Several studies have revealed the presence of histone deacetylase 3 (HDAC3), G-protein pathway suppressor 2 (GPS2), transducin β-like-1 (TBL1), TBL-related-1 (TBLR1), Kaiso, TAK-binding protein 2 (TAB2), and coronin 2A (CORO2A) in the nuclear co-repressor (NCoR) complex [812]. The NCoR co-repressor has critical functions in nuclear receptor-mediated gene repression by interacting with partners such as the thyroid hormone receptor (TR) and the retinoic acid receptor (RAR). NCoR is phosphorylated by the Akt-linked phosphorylation on Ser1450 to induce protein folding, and misfolded and degenerated NCoR are associated with acute myeloid leukemia [13]. However, the role of other post-translational modifications of co-suppressor proteins, such as deubiquitination, in the elongation of their half-life is poorly understood. Several studies have shown that THR and RAR recruit NCoR co-repressor complexes, and a domain-base approach showed that corepressor-nuclear receptor (CoRNR) box motifs ((I/L)XX(I/V)I) on the C-terminal domain of the NCoR complex are important to bind RAR [1419]. The peroxisome proliferator-activated receptor-γ (PPAR-γ) is a well-known key factor of adipose tissue in glucose metabolism, and it has a critical role in adipocyte differentiation [20].

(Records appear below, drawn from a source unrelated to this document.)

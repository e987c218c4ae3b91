use std::string::FromUtf8Error;
use swc_core::common::input::StringInput;
use swc_core::common::sync::Lrc;
use swc_core::common::{FileName, Globals, Mark, SourceMap, GLOBALS};
use swc_core::ecma::ast::Module;
use swc_core::ecma::codegen::text_writer::JsWriter;
use swc_core::ecma::parser::lexer::Lexer;
use swc_core::ecma::parser::{EsSyntax, Parser, Syntax, TsSyntax};
use swc_core::ecma::transforms::base::resolver;
use swc_core::ecma::visit::{VisitMut, VisitMutWith};

pub struct RunContext {
  /// Source-map in use
  pub source_map: Lrc<SourceMap>,
  /// Global mark from SWC resolver
  pub global_mark: Mark,
  /// Unresolved mark from SWC resolver
  pub unresolved_mark: Mark,
}

/// Output of [`run_visit`]: the emitted code and the visitor, with whatever it collected.
pub struct RunVisitResult<V> {
  pub output_code: String,
  pub visitor: V,
  pub source_map: Vec<u8>,
}

/// Output of [`run_transform`]: the emitted code and whatever the transform returned.
pub struct RunTransformResult<R> {
  pub output_code: String,
  pub result: R,
  pub source_map: Vec<u8>,
}

/// How a source text should be parsed.
#[derive(Clone, Debug, Default, PartialEq, Eq)]
pub struct RunOptions {
  pub filename: Option<String>,
  pub typescript: bool,
  pub jsx: bool,
}

impl RunOptions {
  /// Picks the syntax from the file extension: `.ts`/`.tsx`/`.mts`/`.cts` parse as
  /// TypeScript, everything else as JavaScript with JSX enabled.
  pub fn for_filename(filename: &str) -> Self {
    let extension = filename.rsplit('.').next().unwrap_or_default();
    let typescript = matches!(extension, "ts" | "tsx" | "mts" | "cts");
    let jsx = extension != "ts" && extension != "mts" && extension != "cts";

    RunOptions {
      filename: Some(filename.to_string()),
      typescript,
      jsx,
    }
  }

  fn syntax(&self) -> Syntax {
    if self.typescript {
      Syntax::Typescript(TsSyntax {
        tsx: self.jsx,
        ..Default::default()
      })
    } else {
      Syntax::Es(EsSyntax {
        jsx: self.jsx,
        ..Default::default()
      })
    }
  }
}

/// Parses `code` as JavaScript, runs the visitor built by `make_visit` over it and prints
/// the result.
pub fn run_visit<V: VisitMut>(
  code: &str,
  make_visit: impl FnOnce(RunContext) -> V,
) -> Result<RunVisitResult<V>, RunWithTransformationError> {
  let RunTransformResult {
    output_code,
    result,
    source_map,
  } = run_transform(code, &RunOptions::default(), |context, module| {
    let mut visit = make_visit(context);
    module.visit_mut_with(&mut visit);
    visit
  })?;

  Ok(RunVisitResult {
    output_code,
    visitor: result,
    source_map,
  })
}

/// Parse `code` according to `options`, hand the resolved module to `transform` and emit the
/// (possibly rewritten) module afterwards.
///
/// This is the entry point used by the shaker and the evaluator: the transform gets full
/// mutable access to the module and can return any analysis result it produced.
pub fn run_transform<R>(
  code: &str,
  options: &RunOptions,
  transform: impl FnOnce(RunContext, &mut Module) -> R,
) -> Result<RunTransformResult<R>, RunWithTransformationError> {
  let (output_code, result, source_map) = run_with_transformation(code, options, transform)?;
  Ok(RunTransformResult {
    output_code,
    result,
    source_map,
  })
}

#[derive(Debug, thiserror::Error)]
pub enum RunWithTransformationError {
  #[error("Failed to parse module {filename}: {message}")]
  SwcParse {
    filename: String,
    message: String,
    error: swc_core::ecma::parser::error::Error,
  },
  #[error("IO Error: {0}")]
  IoError(#[from] std::io::Error),
  #[error("Invalid utf-8 output: {0}")]
  InvalidUtf8Output(#[from] FromUtf8Error),
  #[error("Failed to generate source map")]
  SourceMap(#[from] sourcemap::Error),
}

type RunWithTransformationOutput<R> = (String, R, Vec<u8>);

/// Parses, runs the resolver, calls `transform` and prints the module.
fn run_with_transformation<R>(
  code: &str,
  options: &RunOptions,
  transform: impl FnOnce(RunContext, &mut Module) -> R,
) -> Result<RunWithTransformationOutput<R>, RunWithTransformationError> {
  let source_map = Lrc::new(SourceMap::default());
  let file_name = match &options.filename {
    Some(filename) => Lrc::new(FileName::Custom(filename.clone())),
    None => Lrc::new(FileName::Anon),
  };
  let source_file = source_map.new_source_file(file_name, code.into());

  let lexer = Lexer::new(
    options.syntax(),
    Default::default(),
    StringInput::from(&*source_file),
    None,
  );

  let mut parser = Parser::new_from(lexer);
  let mut module = parser
    .parse_module()
    .map_err(|error| RunWithTransformationError::SwcParse {
      filename: options.filename.clone().unwrap_or_else(|| "<anonymous>".into()),
      message: format!("{:?}", error.kind()),
      error,
    })?;

  GLOBALS.set(
    &Globals::new(),
    || -> Result<RunWithTransformationOutput<R>, RunWithTransformationError> {
      let global_mark = Mark::new();
      let unresolved_mark = Mark::new();
      module.visit_mut_with(&mut resolver(
        unresolved_mark,
        global_mark,
        options.typescript,
      ));

      let context = RunContext {
        source_map: source_map.clone(),
        global_mark,
        unresolved_mark,
      };
      let result = transform(context, &mut module);

      let (output_code, output_map_buffer) = emit_module(&source_map, &module)?;
      Ok((output_code, result, output_map_buffer))
    },
  )
}

/// Print `module` back to source, returning the code and its serialized source-map.
fn emit_module(
  source_map: &Lrc<SourceMap>,
  module: &Module,
) -> Result<(String, Vec<u8>), RunWithTransformationError> {
  let mut line_pos_buffer = vec![];
  let mut output_buffer = vec![];
  let writer = JsWriter::new(
    source_map.clone(),
    "\n",
    &mut output_buffer,
    Some(&mut line_pos_buffer),
  );
  let mut emitter = swc_core::ecma::codegen::Emitter {
    cfg: Default::default(),
    cm: source_map.clone(),
    comments: None,
    wr: writer,
  };
  emitter.emit_module(module)?;
  let output_code = String::from_utf8(output_buffer)?;
  let built_map = source_map.build_source_map(&line_pos_buffer);
  let mut output_map_buffer = vec![];
  built_map.to_writer(&mut output_map_buffer)?;

  Ok((output_code, output_map_buffer))
}

#[cfg(test)]
mod tests {
  use swc_core::ecma::ast::{Lit, Str};
  use swc_core::ecma::visit::VisitMut;

  use super::*;

  #[test]
  fn test_visit_rewrites_the_module() {
    struct Visitor;
    impl VisitMut for Visitor {
      fn visit_mut_lit(&mut self, n: &mut Lit) {
        *n = Lit::Str(Str::from("replacement"));
      }
    }

    let code = r#"console.log('test!')"#;
    let RunVisitResult { output_code, .. } = run_visit(code, |_: RunContext| Visitor).unwrap();
    assert_eq!(
      output_code,
      r#"console.log("replacement");
"#
    );
  }

  #[test]
  fn test_transform_returns_result() {
    let code = r#"const a = 1; const b = 2;"#;
    let RunTransformResult {
      output_code,
      result,
      ..
    } = run_transform(code, &RunOptions::default(), |_, module| {
      module.body.truncate(1);
      module.body.len()
    })
    .unwrap();

    assert_eq!(result, 1);
    assert_eq!(output_code, "const a = 1;\n");
  }

  #[test]
  fn test_parses_typescript_by_extension() {
    let code = r#"const a: number = 1;"#;
    let options = RunOptions::for_filename("styles.ts");
    assert!(options.typescript);
    assert!(!options.jsx);

    let result = run_transform(code, &options, |_, module| module.body.len()).unwrap();
    assert_eq!(result.result, 1);
  }

  #[test]
  fn test_reports_parse_errors_with_filename() {
    let error = run_transform(
      "const = ;",
      &RunOptions::for_filename("broken.js"),
      |_, _| (),
    )
    .err()
    .unwrap();

    assert!(error.to_string().contains("broken.js"));
  }
}
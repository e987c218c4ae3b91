//! Thin helpers around `swc_core` used by the shaker, the evaluator and their tests.

pub mod runner;
pub mod test_utils;

pub use runner::{
  run_transform, run_visit, RunContext, RunOptions, RunTransformResult, RunVisitResult,
  RunWithTransformationError,
};
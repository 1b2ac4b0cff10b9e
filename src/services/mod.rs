//! Domain services used by the HTTP routes.
//!
//! ARCHITECTURE
//! ============
//! Service modules own validation and store orchestration so route handlers
//! can stay focused on HTTP translation and rendering.

pub mod contract_template;
//! Server-rendered HTML.
//!
//! SYSTEM CONTEXT
//! ==============
//! Views are pure functions from data to `maud::Markup`. They never touch the
//! store; routes fetch, views render. The page layout pulls in the Bootstrap
//! tab plugin, select2 and TinyMCE so the modal behaves like the rest of the
//! admin UI, but every form field also works with scripts disabled.

pub mod contract_template_form;
pub mod contract_template_list;
pub mod modal;

use maud::{DOCTYPE, Markup, PreEscaped, html};

const WIDGET_INIT: &str = r"
$(function () {
    $('.select2').select2({ theme: 'bootstrap4' });
    if (window.tinymce) { tinymce.init({ selector: 'textarea.tinymce', menubar: false }); }
});
";

/// Full HTML document around `content`.
#[must_use]
pub fn layout(title: &str, content: Markup) -> Markup {
    html! {
        (DOCTYPE)
        html lang="en" {
            head {
                meta charset="utf-8";
                meta name="viewport" content="width=device-width, initial-scale=1";
                title { (title) }
                link rel="stylesheet" href="https://cdn.jsdelivr.net/npm/bootstrap@4.6.2/dist/css/bootstrap.min.css";
                link rel="stylesheet" href="https://cdn.jsdelivr.net/npm/@fortawesome/fontawesome-free@5.15.4/css/all.min.css";
                link rel="stylesheet" href="https://cdn.jsdelivr.net/npm/select2@4.1.0-rc.0/dist/css/select2.min.css";
                link rel="stylesheet" href="https://cdn.jsdelivr.net/npm/@ttskch/select2-bootstrap4-theme@1.5.2/dist/select2-bootstrap4.min.css";
            }
            body {
                div.container."py-4" { (content) }
                script src="https://cdn.jsdelivr.net/npm/jquery@3.7.1/dist/jquery.min.js" {}
                script src="https://cdn.jsdelivr.net/npm/bootstrap@4.6.2/dist/js/bootstrap.bundle.min.js" {}
                script src="https://cdn.jsdelivr.net/npm/select2@4.1.0-rc.0/dist/js/select2.min.js" {}
                script src="https://cdn.jsdelivr.net/npm/tinymce@6/tinymce.min.js" {}
                script { (PreEscaped(WIDGET_INIT)) }
            }
        }
    }
}
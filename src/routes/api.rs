//! Read-only JSON API over contract templates.

use axum::extract::{Path, State};
use axum::http::StatusCode;
use axum::response::Json;
use serde::Serialize;
use uuid::Uuid;

use super::contract_templates::template_error_to_status;
use crate::services::contract_template;
use crate::state::AppState;
use crate::template::{ContractTemplate, ContractType, RenewalFrequency};

#[derive(Debug, Serialize)]
pub struct OptionsResponse {
    pub types: Vec<&'static str>,
    pub renewal_frequencies: Vec<&'static str>,
}

/// `GET /api/contract-templates`
pub async fn list(State(state): State<AppState>) -> Result<Json<Vec<ContractTemplate>>, StatusCode> {
    contract_template::list(state.store.as_ref())
        .await
        .map(Json)
        .map_err(template_error_to_status)
}

/// `GET /api/contract-templates/:id`
pub async fn get(State(state): State<AppState>, Path(id): Path<Uuid>) -> Result<Json<ContractTemplate>, StatusCode> {
    contract_template::get(state.store.as_ref(), id)
        .await
        .map(Json)
        .map_err(template_error_to_status)
}

/// `GET /api/contract-templates/options` — the dropdown option lists.
pub async fn options() -> Json<OptionsResponse> {
    Json(OptionsResponse {
        types: ContractType::ALL.iter().map(|t| t.as_str()).collect(),
        renewal_frequencies: RenewalFrequency::ALL.iter().map(|f| f.as_str()).collect(),
    })
}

Coronin was first identified as a soluble actin-binding protein of Dictyostelium discoideum [21]. Since then, several studies have evaluated actin-related roles of coronin and found that several coronin isoforms exist. These can be classified into three different types (Types I, II, and III) by phylogenetic analysis [22]. Previous results of expression analysis with quantitative real-time PCR revealed that the highest expression of CORO2A, also known as IR10, occurred in the testis and that its expression was also relatively high in the cortex, duodenum, lymph nodes, ovaries, and uterus [23]. Although the biological functions of CORO2A are not well understood, a recent study demonstrated that it is a component of the NCoR co-repressor complex [24]. Several studies showed that the NCoR and SMRT repressed PPAR-γ gene transcription [25]. Moreover, the NCoR co-repressor was associated with the phosphorylation of PPAR-γ in adipocyte differentiation, and knock-down of the NCoR complex promoted adipogenesis [25]. Adipogenesis studies have been accessed to obesity research. Here, we screened the adipogenesis marker proteins in molecular mechanism studies. The results suggest that USP19 may be associated with the transcriptional regulation of RAR via CORO2A as one of the components for the NCoR complex during the adipogenesis.

RESULTS

Expression analysis of Dubs in adipocyte differentiation

Since the control of DUBs in adipogenesis is unknown yet, we screened USPs during adipogenesis using a PCR-based approach. To identify the differential expression pattern of 55 USPs and Cyld during adipocyte differentiation, insulin-treated 3T3-L1 cells were used for RT-PCR (Figure 1 and Table 1). The induction of adipogenesis by insulin resulted in significant increase for the expression of AdipoQ, Glut4, Leptin, and Ppar-γ as adipocyte-specific markers time dependently (Figure 1A-1C). Moreover, we found up-regulated and down-regulated USPs in differentiated adipocytes (Supplementary Data S1). We next performed a real-time PCR-based assay to estimate and confirm the expression of USPs in a time dependent manner after insulin treatment during adipogenesis. The results indicate that the expression of USP19, USP42, and USP54 mRNA was significantly changed (Figure 2A and 2B). These findings suggest that the transcription levels of USP19, USP42, and USP54 were changed during adipogenesis.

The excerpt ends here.